On the remaining eleven counts of conviction, the court imposed seven concurrent life sentences, two concurrent 20-year sentences, one consecutive 10-year sentence, and one additional consecutive 20-year sentence. The district court later reduced Kinard's sentences for three offenses not at issue here under section 404 of the First Step Act of 2018. See Pub L. No. 115-391, § 404, 132 Stat. 5194, 5222 (2018).

In 2016, Kinard moved to vacate his sentence under § 2255, contending that the § 924(c) conviction was invalid because the predicate VICAR assault offense was not a "crime of violence" after Johnson v. United States, 135 S.Ct. 2551 (2015) (holding that "the residual clause" of the Armed Career Criminal Act, § 924(e)(2)(B)(ii), is unconstitutionally vague). The district court rejected Kinard's motion as untimely and, in the alternative, as meritless, concluding that the predicate VICAR assault offense qualified as a "crime of violence" under § 924(c)'s "force clause" because that offense had as an element "the use, attempted use, or threatened use of physical force against the person or property of another." 18 U.S.C. § 924(c)(3)(A).

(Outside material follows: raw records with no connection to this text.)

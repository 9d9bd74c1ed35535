use chrono::{DateTime, Duration, Utc};
use ed25519_dalek::{Signer, Verifier};
use serde::{Deserialize, Serialize};
use tally_types::{Role, UserId};

use crate::error::AuthError;

/// Domain separation prefix for token signatures.
const TOKEN_CONTEXT: &[u8] = b"tally-token-v1:";

/// Claims carried by an access token.
#[derive(Clone, Debug, PartialEq, Eq, Serialize, Deserialize)]
pub struct Claims {
    /// Subject: the authenticated user.
    pub sub: UserId,
    /// Role claim; authorization decisions key off this.
    pub role: Role,
    /// Issued-at, unix seconds.
    pub iat: i64,
    /// Expiry, unix seconds.
    pub exp: i64,
}

/// Issues and verifies ed25519-signed access tokens.
///
/// Wire format is `claims-hex.signature-hex`: the hex-encoded JSON claims,
/// a dot, and the hex-encoded signature over `tally-token-v1: || claims`.
#[derive(Debug)]
pub struct TokenSigner {
    key: ed25519_dalek::SigningKey,
}

impl TokenSigner {
    /// Generate a fresh random signing key.
    pub fn generate() -> Self {
        let mut csprng = rand::thread_rng();
        Self {
            key: ed25519_dalek::SigningKey::generate(&mut csprng),
        }
    }

    /// Build from a 32-byte seed, e.g. loaded from configuration so tokens
    /// survive a server restart.
    pub fn from_seed(seed: [u8; 32]) -> Self {
        Self {
            key: ed25519_dalek::SigningKey::from_bytes(&seed),
        }
    }

    /// Build from a hex-encoded 32-byte seed.
    pub fn from_seed_hex(seed_hex: &str) -> Result<Self, AuthError> {
        let bytes = hex::decode(seed_hex)
            .map_err(|e| AuthError::InvalidKey(format!("seed is not hex: {e}")))?;
        let seed: [u8; 32] = bytes
            .try_into()
            .map_err(|_| AuthError::InvalidKey("seed must be 32 bytes".into()))?;
        Ok(Self::from_seed(seed))
    }

    /// The public verifying key, for out-of-process verification.
    pub fn verifying_key_bytes(&self) -> [u8; 32] {
        self.key.verifying_key().to_bytes()
    }

    /// Issue a token for `user` acting as `role`, valid for `ttl`.
    pub fn issue(&self, user: UserId, role: Role, ttl: Duration) -> Result<String, AuthError> {
        self.issue_at(user, role, ttl, Utc::now())
    }

    /// Verify a token's signature and expiry, returning its claims.
    pub fn verify(&self, token: &str) -> Result<Claims, AuthError> {
        self.verify_at(token, Utc::now())
    }

    fn issue_at(
        &self,
        user: UserId,
        role: Role,
        ttl: Duration,
        now: DateTime<Utc>,
    ) -> Result<String, AuthError> {
        let claims = Claims {
            sub: user,
            role,
            iat: now.timestamp(),
            exp: (now + ttl).timestamp(),
        };
        let encoded = serde_json::to_vec(&claims)
            .map_err(|e| AuthError::TokenMalformed(e.to_string()))?;
        let signature = self.key.sign(&signing_input(&encoded));
        Ok(format!(
            "{}.{}",
            hex::encode(&encoded),
            hex::encode(signature.to_bytes())
        ))
    }

    fn verify_at(&self, token: &str, now: DateTime<Utc>) -> Result<Claims, AuthError> {
        let (claims_hex, sig_hex) = token
            .split_once('.')
            .ok_or_else(|| AuthError::TokenMalformed("missing separator".into()))?;

        let encoded = hex::decode(claims_hex)
            .map_err(|_| AuthError::TokenMalformed("claims are not hex".into()))?;
        let sig_bytes = hex::decode(sig_hex)
            .map_err(|_| AuthError::TokenMalformed("signature is not hex".into()))?;
        let sig_bytes: [u8; 64] = sig_bytes
            .try_into()
            .map_err(|_| AuthError::TokenMalformed("signature must be 64 bytes".into()))?;

        let signature = ed25519_dalek::Signature::from_bytes(&sig_bytes);
        self.key
            .verifying_key()
            .verify(&signing_input(&encoded), &signature)
            .map_err(|_| AuthError::InvalidSignature)?;

        let claims: Claims = serde_json::from_slice(&encoded)
            .map_err(|e| AuthError::TokenMalformed(e.to_string()))?;

        if claims.exp <= now.timestamp() {
            return Err(AuthError::TokenExpired);
        }

        Ok(claims)
    }
}

fn signing_input(claims: &[u8]) -> Vec<u8> {
    let mut message = Vec::with_capacity(TOKEN_CONTEXT.len() + claims.len());
    message.extend_from_slice(TOKEN_CONTEXT);
    message.extend_from_slice(claims);
    message
}

#[cfg(test)]
mod tests {
    use super::*;

    #[test]
    fn issue_then_verify() {
        let signer = TokenSigner::generate();
        let user = UserId::new();

        let token = signer.issue(user, Role::Vendor, Duration::hours(3)).unwrap();
        let claims = signer.verify(&token).unwrap();

        assert_eq!(claims.sub, user);
        assert_eq!(claims.role, Role::Vendor);
        assert_eq!(claims.exp - claims.iat, 3 * 3600);
    }

    #[test]
    fn expired_token_is_rejected() {
        let signer = TokenSigner::generate();
        let issued = Utc::now() - Duration::hours(4);
        let token = signer
            .issue_at(UserId::new(), Role::Student, Duration::hours(3), issued)
            .unwrap();

        assert_eq!(signer.verify(&token).unwrap_err(), AuthError::TokenExpired);
    }

    #[test]
    fn foreign_signature_is_rejected() {
        let ours = TokenSigner::generate();
        let theirs = TokenSigner::generate();
        let token = theirs
            .issue(UserId::new(), Role::SuperAdmin, Duration::hours(1))
            .unwrap();

        assert_eq!(ours.verify(&token).unwrap_err(), AuthError::InvalidSignature);
    }

    #[test]
    fn tampered_claims_are_rejected() {
        let signer = TokenSigner::generate();
        let token = signer
            .issue(UserId::new(), Role::Student, Duration::hours(1))
            .unwrap();

        // Flip one nibble in the claims half.
        let (claims_hex, sig_hex) = token.split_once('.').unwrap();
        let mut claims: String = claims_hex.into();
        let last = if claims.pop() == Some('0') { '1' } else { '0' };
        claims.push(last);
        let forged = format!("{claims}.{sig_hex}");

        assert_eq!(
            signer.verify(&forged).unwrap_err(),
            AuthError::InvalidSignature
        );
    }

    #[test]
    fn malformed_tokens_are_rejected() {
        let signer = TokenSigner::generate();
        assert!(matches!(
            signer.verify("no-dot-here").unwrap_err(),
            AuthError::TokenMalformed(_)
        ));
        assert!(matches!(
            signer.verify("zz.zz").unwrap_err(),
            AuthError::TokenMalformed(_)
        ));
    }

    #[test]
    fn seed_round_trip_produces_same_key() {
        let a = TokenSigner::generate();
        let seed = a.key.to_bytes();
        let b = TokenSigner::from_seed(seed);
        let token = a
            .issue(UserId::new(), Role::Admin, Duration::hours(1))
            .unwrap();
        assert!(b.verify(&token).is_ok());
    }

    #[test]
    fn seed_hex_validation() {
        assert!(matches!(
            TokenSigner::from_seed_hex("not hex").unwrap_err(),
            AuthError::InvalidKey(_)
        ));
        assert!(matches!(
            TokenSigner::from_seed_hex("abcd").unwrap_err(),
            AuthError::InvalidKey(_)
        ));
        assert!(TokenSigner::from_seed_hex(&hex::encode([7u8; 32])).is_ok());
    }
}
use rand::RngCore;

/// Domain separation context for password digests.
const PASSWORD_CONTEXT: &str = "tally-password-v1";

const SALT_LEN: usize = 16;

/// Hash a password with a fresh random salt.
///
/// Storage format is `salt-hex$digest-hex`; the digest is keyed BLAKE3
/// over `salt || password` under the password context.
pub fn hash_password(password: &str) -> String {
    let mut salt = [0u8; SALT_LEN];
    rand::thread_rng().fill_bytes(&mut salt);
    let digest = digest_with_salt(&salt, password);
    format!("{}${}", hex::encode(salt), hex::encode(digest))
}

/// Verify a password against a stored `salt$digest` string.
///
/// Returns `false` for malformed stored values rather than erroring; a
/// corrupt hash should behave like a wrong password.
pub fn verify_password(password: &str, stored: &str) -> bool {
    let Some((salt_hex, digest_hex)) = stored.split_once('$') else {
        return false;
    };
    let Ok(salt) = hex::decode(salt_hex) else {
        return false;
    };
    let Ok(expected) = hex::decode(digest_hex) else {
        return false;
    };
    let Ok(expected) = <[u8; blake3::OUT_LEN]>::try_from(expected.as_slice()) else {
        return false;
    };
    if salt.len() != SALT_LEN {
        return false;
    }

    let actual = digest_with_salt(&salt, password);
    // blake3::Hash compares in constant time.
    blake3::Hash::from_bytes(actual) == blake3::Hash::from_bytes(expected)
}

/// Generate a throwaway password for admin-created accounts.
///
/// Returned once in the account-creation response; only its hash is kept.
pub fn generate_password() -> String {
    let mut bytes = [0u8; 8];
    rand::thread_rng().fill_bytes(&mut bytes);
    hex::encode(bytes)
}

fn digest_with_salt(salt: &[u8], password: &str) -> [u8; blake3::OUT_LEN] {
    let mut hasher = blake3::Hasher::new_derive_key(PASSWORD_CONTEXT);
    hasher.update(salt);
    hasher.update(password.as_bytes());
    *hasher.finalize().as_bytes()
}
use std::fmt;
use std::str::FromStr;

use serde::{Deserialize, Serialize};
use uuid::Uuid;

use crate::error::TypeError;

macro_rules! uuid_id {
    ($(#[$doc:meta])* $name:ident) => {
        $(#[$doc])*
        #[derive(
            Clone, Copy, Debug, PartialEq, Eq, Hash, PartialOrd, Ord, Serialize, Deserialize,
        )]
        #[serde(transparent)]
        pub struct $name(Uuid);

        impl $name {
            /// Mint a fresh, time-ordered identifier.
            pub fn new() -> Self {
                Self(Uuid::now_v7())
            }

            /// Wrap an existing UUID.
            pub fn from_uuid(uuid: Uuid) -> Self {
                Self(uuid)
            }

            /// The underlying UUID.
            pub fn as_uuid(&self) -> &Uuid {
                &self.0
            }
        }

        impl Default for $name {
            fn default() -> Self {
                Self::new()
            }
        }

        impl fmt::Display for $name {
            fn fmt(&self, f: &mut fmt::Formatter<'_>) -> fmt::Result {
                self.0.fmt(f)
            }
        }

        impl FromStr for $name {
            type Err = TypeError;

            fn from_str(s: &str) -> Result<Self, Self::Err> {
                Uuid::parse_str(s)
                    .map(Self)
                    .map_err(|e| TypeError::InvalidId(format!("{s}: {e}")))
            }
        }
    };
}

uuid_id! {
    /// Persistent identity of a user account.
    ///
    /// This is the opaque value a vendor receives from a student's QR badge:
    /// the student's stored identity, never re-derived at scan time.
    UserId
}

uuid_id! {
    /// Identifier of an immutable ledger transaction.
    TransactionId
}

uuid_id! {
    /// Identifier of a balance-change approval request.
    RequestId
}
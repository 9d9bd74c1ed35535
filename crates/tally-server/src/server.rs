use tokio::net::TcpListener;

use crate::config::ServerConfig;
use crate::error::{ServerError, ServerResult};
use crate::router::build_router;
use crate::state::AppState;

/// The Tally API server.
pub struct TallyServer {
    state: AppState,
}

impl TallyServer {
    pub fn new(config: ServerConfig) -> ServerResult<Self> {
        Ok(Self {
            state: AppState::new(config)?,
        })
    }

    pub fn from_state(state: AppState) -> Self {
        Self { state }
    }

    pub fn state(&self) -> &AppState {
        &self.state
    }

    /// Build the router (useful for testing).
    pub fn router(&self) -> axum::Router {
        build_router(self.state.clone())
    }

    /// Start serving requests.
    pub async fn serve(self) -> ServerResult<()> {
        let bind_addr = self.state.config.bind_addr;
        let app = self.router();
        let listener = TcpListener::bind(bind_addr).await?;
        tracing::info!("tally server listening on {bind_addr}");
        axum::serve(listener, app)
            .await
            .map_err(|e| ServerError::Internal(e.to_string()))
    }
}
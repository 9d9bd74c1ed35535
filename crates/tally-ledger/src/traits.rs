use serde::{Deserialize, Serialize};
use tally_types::{
    ApprovalRequest, PublicUser, RequestId, Role, Transaction, User, UserId, Wallet,
};

use crate::error::LedgerError;
use crate::projection::AccountSummary;

/// Input for account creation. The wallet is created in the same unit of
/// work as the user record.
#[derive(Clone, Debug)]
pub struct NewAccount {
    pub username: String,
    pub full_name: String,
    pub email: String,
    pub role: Role,
    pub password_hash: String,
}

/// A resolver's verdict on a pending approval request.
#[derive(Clone, Copy, Debug, PartialEq, Eq, Serialize, Deserialize)]
#[serde(rename_all = "lowercase")]
pub enum Resolution {
    Approve,
    Reject,
}

/// Write boundary: every balance mutation and account change.
pub trait LedgerWriter: Send + Sync {
    /// Create a user and its wallet atomically.
    fn create_account(&self, account: NewAccount) -> Result<(User, Wallet), LedgerError>;

    /// Remove a user, their wallet, and every transaction they touched.
    fn delete_account(&self, user: UserId) -> Result<(), LedgerError>;

    /// Overwrite a user's stored credential hash.
    fn set_password_hash(&self, user: UserId, password_hash: String) -> Result<(), LedgerError>;

    /// Move `amount` tokens from `sender` to `receiver`, appending one
    /// debit transaction. Returns the sender's new balance.
    fn transfer(&self, sender: UserId, receiver: UserId, amount: u64) -> Result<i64, LedgerError>;

    /// Grant `amount` fresh tokens to `receiver` on behalf of the
    /// administrative `actor`, appending one credit transaction. Returns
    /// the receiver's new balance.
    fn mint(&self, actor: UserId, receiver: UserId, amount: u64) -> Result<i64, LedgerError>;

    /// Apply a signed `delta` directly to `target`'s balance. The appended
    /// transaction's kind follows the sign of the delta.
    fn adjust(&self, actor: UserId, target: UserId, delta: i64) -> Result<Wallet, LedgerError>;

    /// Queue a signed balance delta for higher-privilege sign-off.
    fn submit_request(
        &self,
        requested_by: UserId,
        target_user: UserId,
        amount: i64,
    ) -> Result<ApprovalRequest, LedgerError>;

    /// Resolve a pending request. On approval the delta is applied in the
    /// same unit of work that flips the status: both commit or neither.
    fn resolve_request(
        &self,
        resolver: UserId,
        id: RequestId,
        resolution: Resolution,
    ) -> Result<ApprovalRequest, LedgerError>;
}

/// Read boundary: queries and projections never mutate.
pub trait LedgerReader: Send + Sync {
    fn find_user(&self, id: UserId) -> Result<User, LedgerError>;

    fn find_by_username(&self, username: &str) -> Result<User, LedgerError>;

    fn wallet_of(&self, user: UserId) -> Result<Wallet, LedgerError>;

    /// Users with their balances, optionally restricted to a role set.
    fn accounts(&self, roles: Option<&[Role]>) -> Result<Vec<AccountSummary>, LedgerError>;

    /// Case-insensitive substring search over student usernames and names.
    fn search_students(&self, term: &str, limit: usize) -> Result<Vec<PublicUser>, LedgerError>;

    /// Every transaction touching `user`, most recent first.
    fn transactions_for(&self, user: UserId) -> Result<Vec<Transaction>, LedgerError>;

    /// The whole log, most recent first.
    fn all_transactions(&self) -> Result<Vec<Transaction>, LedgerError>;

    fn find_request(&self, id: RequestId) -> Result<ApprovalRequest, LedgerError>;

    /// Requests still awaiting resolution, oldest first.
    fn pending_requests(&self) -> Result<Vec<ApprovalRequest>, LedgerError>;
}
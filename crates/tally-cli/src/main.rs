use clap::Parser;

mod cli;
mod commands;

fn main() -> anyhow::Result<()> {
    tracing_subscriber::fmt::init();
    let cli = cli::Cli::parse();
    commands::run_command(cli)
}
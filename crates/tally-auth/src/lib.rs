//! Credential layer for Tally.
//!
//! Three concerns live here:
//! - Password hashing: salted keyed-BLAKE3 digests, stored as
//!   `salt-hex$digest-hex`.
//! - Access tokens: JSON claims (subject, role, issue/expiry times) signed
//!   with the server's ed25519 key. Stateless: the credential travels with
//!   every request and no session store exists.
//! - Capabilities: an [`Action`] enumeration and a single role -> action
//!   table, checked before any ledger mutation.

pub mod capability;
pub mod error;
pub mod password;
pub mod token;

pub use capability::{allows, authorize, Action};
pub use error::AuthError;
pub use password::{generate_password, hash_password, verify_password};
pub use token::{Claims, TokenSigner};
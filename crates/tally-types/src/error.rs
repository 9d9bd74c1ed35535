use thiserror::Error;

/// Errors produced by type parsing and construction.
#[derive(Debug, Error, PartialEq, Eq)]
pub enum TypeError {
    #[error("invalid identifier: {0}")]
    InvalidId(String),

    #[error("unknown role: {0}")]
    UnknownRole(String),

    #[error("unknown transaction kind: {0}")]
    UnknownTransactionKind(String),

    #[error("unknown approval status: {0}")]
    UnknownApprovalStatus(String),
}
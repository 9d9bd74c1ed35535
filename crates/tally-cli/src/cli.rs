use clap::{Args, Parser, Subcommand};

#[derive(Parser)]
#[command(
    name = "tally",
    about = "Tally — carnival token ledger",
    version,
)]
pub struct Cli {
    #[command(subcommand)]
    pub command: Command,

    #[arg(short, long, global = true)]
    pub verbose: bool,
}

#[derive(Subcommand)]
pub enum Command {
    /// Start the Tally API server
    Serve(ServeArgs),
    /// Mint an access token offline from a signing seed
    Token(TokenArgs),
}

#[derive(Args)]
pub struct ServeArgs {
    /// Path to a TOML configuration file
    #[arg(short, long)]
    pub config: Option<String>,
    /// Override the configured bind address
    #[arg(long)]
    pub bind: Option<String>,
    /// Seed one demo account per role and print their credentials
    #[arg(long)]
    pub demo: bool,
}

#[derive(Args)]
pub struct TokenArgs {
    /// Hex-encoded 32-byte ed25519 seed (must match the server's)
    #[arg(long)]
    pub seed: String,
    /// Subject user id
    #[arg(long)]
    pub user: String,
    /// Subject role, e.g. `Vendor` or `SuperAdmin`
    #[arg(long)]
    pub role: String,
    /// Token lifetime in seconds
    #[arg(long, default_value = "10800")]
    pub ttl_secs: i64,
}
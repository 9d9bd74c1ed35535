use std::collections::{BTreeMap, HashMap};
use std::sync::{RwLock, RwLockReadGuard, RwLockWriteGuard};

use chrono::Utc;
use tally_types::{
    ApprovalRequest, ApprovalStatus, PublicUser, RequestId, Role, Transaction, TransactionId,
    TransactionKind, User, UserId, Wallet,
};

use crate::config::{BalanceFloor, LedgerConfig};
use crate::error::LedgerError;
use crate::projection::AccountSummary;
use crate::traits::{LedgerReader, LedgerWriter, NewAccount, Resolution};

/// In-memory ledger: accounts, wallets, the transaction log, and the
/// approval queue behind one `RwLock`.
///
/// Every mutation takes the write guard, validates everything it needs,
/// and only then touches state. Concurrent transfers against overlapping
/// wallets therefore serialize, and a failed call leaves no partial state.
pub struct InMemoryLedger {
    config: LedgerConfig,
    inner: RwLock<LedgerState>,
}

#[derive(Default)]
struct LedgerState {
    users: HashMap<UserId, User>,
    by_username: HashMap<String, UserId>,
    by_email: HashMap<String, UserId>,
    wallets: HashMap<UserId, Wallet>,
    transactions: Vec<Transaction>,
    requests: BTreeMap<RequestId, ApprovalRequest>,
}

impl InMemoryLedger {
    pub fn new(config: LedgerConfig) -> Self {
        Self {
            config,
            inner: RwLock::new(LedgerState::default()),
        }
    }

    pub fn config(&self) -> &LedgerConfig {
        &self.config
    }

    fn write(&self) -> Result<RwLockWriteGuard<'_, LedgerState>, LedgerError> {
        self.inner
            .write()
            .map_err(|_| LedgerError::Internal("ledger write lock poisoned".into()))
    }

    fn read(&self) -> Result<RwLockReadGuard<'_, LedgerState>, LedgerError> {
        self.inner
            .read()
            .map_err(|_| LedgerError::Internal("ledger read lock poisoned".into()))
    }

    fn push_transaction(
        state: &mut LedgerState,
        sender: UserId,
        receiver: UserId,
        amount: u64,
        kind: TransactionKind,
    ) {
        state.transactions.push(Transaction {
            id: TransactionId::new(),
            sender,
            receiver,
            amount,
            kind,
            created_at: Utc::now(),
        });
    }

    /// Apply a signed delta to `target` and append the matching
    /// transaction. Runs entirely inside the caller's write guard so that
    /// approval resolution can flip a request's status in the same unit of
    /// work.
    fn apply_adjust(
        state: &mut LedgerState,
        floor: BalanceFloor,
        actor: UserId,
        target: UserId,
        delta: i64,
    ) -> Result<Wallet, LedgerError> {
        if delta == 0 {
            return Err(LedgerError::Validation("delta must be non-zero".into()));
        }

        let balance = state
            .wallets
            .get(&target)
            .ok_or(LedgerError::WalletNotFound)?
            .balance;
        let would_be = balance
            .checked_add(delta)
            .ok_or_else(|| LedgerError::Validation("balance would overflow".into()))?;

        if delta < 0 && would_be < 0 && floor == BalanceFloor::RejectBelowZero {
            tracing::warn!(%target, balance, delta, "adjust rejected by balance floor");
            return Err(LedgerError::InsufficientBalance {
                balance,
                requested: delta.unsigned_abs(),
            });
        }

        let wallet = state
            .wallets
            .get_mut(&target)
            .ok_or(LedgerError::WalletNotFound)?;
        wallet.balance = would_be;
        wallet.updated_at = Utc::now();
        let wallet = wallet.clone();

        let kind = if delta > 0 {
            TransactionKind::Credit
        } else {
            TransactionKind::Debit
        };
        Self::push_transaction(state, actor, target, delta.unsigned_abs(), kind);

        Ok(wallet)
    }
}

impl Default for InMemoryLedger {
    fn default() -> Self {
        Self::new(LedgerConfig::default())
    }
}
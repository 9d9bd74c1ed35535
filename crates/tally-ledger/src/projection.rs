use chrono::{DateTime, Utc};
use serde::{Deserialize, Serialize};
use tally_types::{PublicUser, TransactionId, TransactionKind, UserId};

use crate::error::LedgerError;
use crate::traits::LedgerReader;

/// A user together with their wallet balance, for admin listings.
#[derive(Clone, Debug, PartialEq, Eq, Serialize, Deserialize)]
pub struct AccountSummary {
    pub user: PublicUser,
    pub balance: i64,
}

/// Which way a transaction moved from one participant's point of view.
#[derive(Clone, Copy, Debug, PartialEq, Eq, Serialize, Deserialize)]
#[serde(rename_all = "lowercase")]
pub enum Direction {
    /// Tokens left this user's wallet.
    Debit,
    /// Tokens arrived in this user's wallet.
    Credit,
}

/// One row of a user's transaction history, annotated with the direction
/// and the display name of the other party.
#[derive(Clone, Debug, PartialEq, Eq, Serialize, Deserialize)]
pub struct HistoryEntry {
    pub id: TransactionId,
    pub amount: u64,
    pub direction: Direction,
    pub other_party: String,
    pub kind: TransactionKind,
    pub timestamp: DateTime<Utc>,
}

/// Deterministic projection builders over the transaction log.
pub struct ProjectionBuilder;

impl ProjectionBuilder {
    /// A user's history, most recent first, at most `limit` entries.
    pub fn history<R: LedgerReader>(
        reader: &R,
        user: UserId,
        limit: usize,
    ) -> Result<Vec<HistoryEntry>, LedgerError> {
        let transactions = reader.transactions_for(user)?;

        let entries = transactions
            .into_iter()
            .take(limit)
            .map(|tx| {
                let (direction, other) = if tx.sender == user {
                    (Direction::Debit, tx.receiver)
                } else {
                    (Direction::Credit, tx.sender)
                };
                // A party deleted after the fact still leaves a readable row.
                let other_party = reader
                    .find_user(other)
                    .map(|u| u.full_name)
                    .unwrap_or_else(|_| "unknown".into());
                HistoryEntry {
                    id: tx.id,
                    amount: tx.amount,
                    direction,
                    other_party,
                    kind: tx.kind,
                    timestamp: tx.created_at,
                }
            })
            .collect();

        Ok(entries)
    }
}
use axum::http::StatusCode;
use axum::response::{IntoResponse, Response};
use axum::Json;
use serde_json::json;
use tally_auth::AuthError;
use tally_ledger::LedgerError;
use thiserror::Error;

#[derive(Debug, Error)]
pub enum ServerError {
    #[error("invalid request: {0}")]
    Validation(String),

    #[error(transparent)]
    Auth(#[from] AuthError),

    #[error(transparent)]
    Ledger(#[from] LedgerError),

    #[error("configuration error: {0}")]
    Config(String),

    #[error("I/O error: {0}")]
    Io(#[from] std::io::Error),

    #[error("internal error: {0}")]
    Internal(String),
}

pub type ServerResult<T> = Result<T, ServerError>;

impl ServerError {
    fn status(&self) -> StatusCode {
        match self {
            ServerError::Validation(_) => StatusCode::BAD_REQUEST,
            ServerError::Auth(err) => match err {
                AuthError::Forbidden { .. } => StatusCode::FORBIDDEN,
                AuthError::InvalidKey(_) => StatusCode::INTERNAL_SERVER_ERROR,
                _ => StatusCode::UNAUTHORIZED,
            },
            ServerError::Ledger(err) => match err {
                LedgerError::Validation(_)
                | LedgerError::InsufficientBalance { .. }
                | LedgerError::DuplicateUsername(_)
                | LedgerError::DuplicateEmail => StatusCode::BAD_REQUEST,
                LedgerError::UserNotFound
                | LedgerError::WalletNotFound
                | LedgerError::RequestNotFound => StatusCode::NOT_FOUND,
                LedgerError::AlreadyResolved { .. } => StatusCode::CONFLICT,
                LedgerError::Export(_) | LedgerError::Internal(_) => {
                    StatusCode::INTERNAL_SERVER_ERROR
                }
            },
            ServerError::Config(_) | ServerError::Io(_) | ServerError::Internal(_) => {
                StatusCode::INTERNAL_SERVER_ERROR
            }
        }
    }
}

impl IntoResponse for ServerError {
    fn into_response(self) -> Response {
        let status = self.status();

        // 5xx detail stays in the logs, never in the response body.
        let message = if status.is_server_error() {
            tracing::error!(error = %self, "request failed");
            "internal server error".to_string()
        } else {
            self.to_string()
        };

        (status, Json(json!({ "error": message }))).into_response()
    }
}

In 2019, Kinard moved this Court for authorization to file a successive habeas petition based on the Supreme Court's decision in United States v. Davis, 139 S.Ct. 2319 (2019) (holding that the residual clause of § 924(c) is unconstitutionally vague). After we granted Kinard authorization to file the successive petition, he asked the district court to vacate his § 924(c) conviction based on the new rule of constitutional law set forth in Davis.

In the district court, Kinard argued that the predicate VICAR assault offense is not categorically a "crime of violence" for two reasons. First, Kinard argued that under the decision in Davis, the predicate VICAR offense could be committed without the use, attempted use, or threatened use of physical force against another. Second, Kinard contended that the predicate VICAR assault offense could be committed negligently or recklessly and, thus, did not qualify as a "crime of violence" based on the Supreme Court's decision in Borden v. United States, 593 U.S. 420 (2021) (plurality opinion) (holding that a crime with a mens rea of recklessness did not qualify as a violent felony under the Armed Career Criminal Act, 18 § U.S.C. 924(e)(2)(B)(i)). The district court denied Kinard's motion, holding that VICAR assault with a dangerous weapon is categorically a "crime of violence" because the common law definition of "assault" satisfies the § 924(c) force clause. Kinard timely appealed.

II.

On appeal, Kinard contends that the predicate VICAR assault crime, which incorporated the North Carolina assault offense, does not qualify as a § 924(c) "crime of violence" because it can be committed with a mens rea of "culpable negligence." We review de novo the legal question whether an offense qualifies as a § 924(c) "crime of violence." United States v. Mathis, 932 F.3d 242, 263 (4th Cir. 2019).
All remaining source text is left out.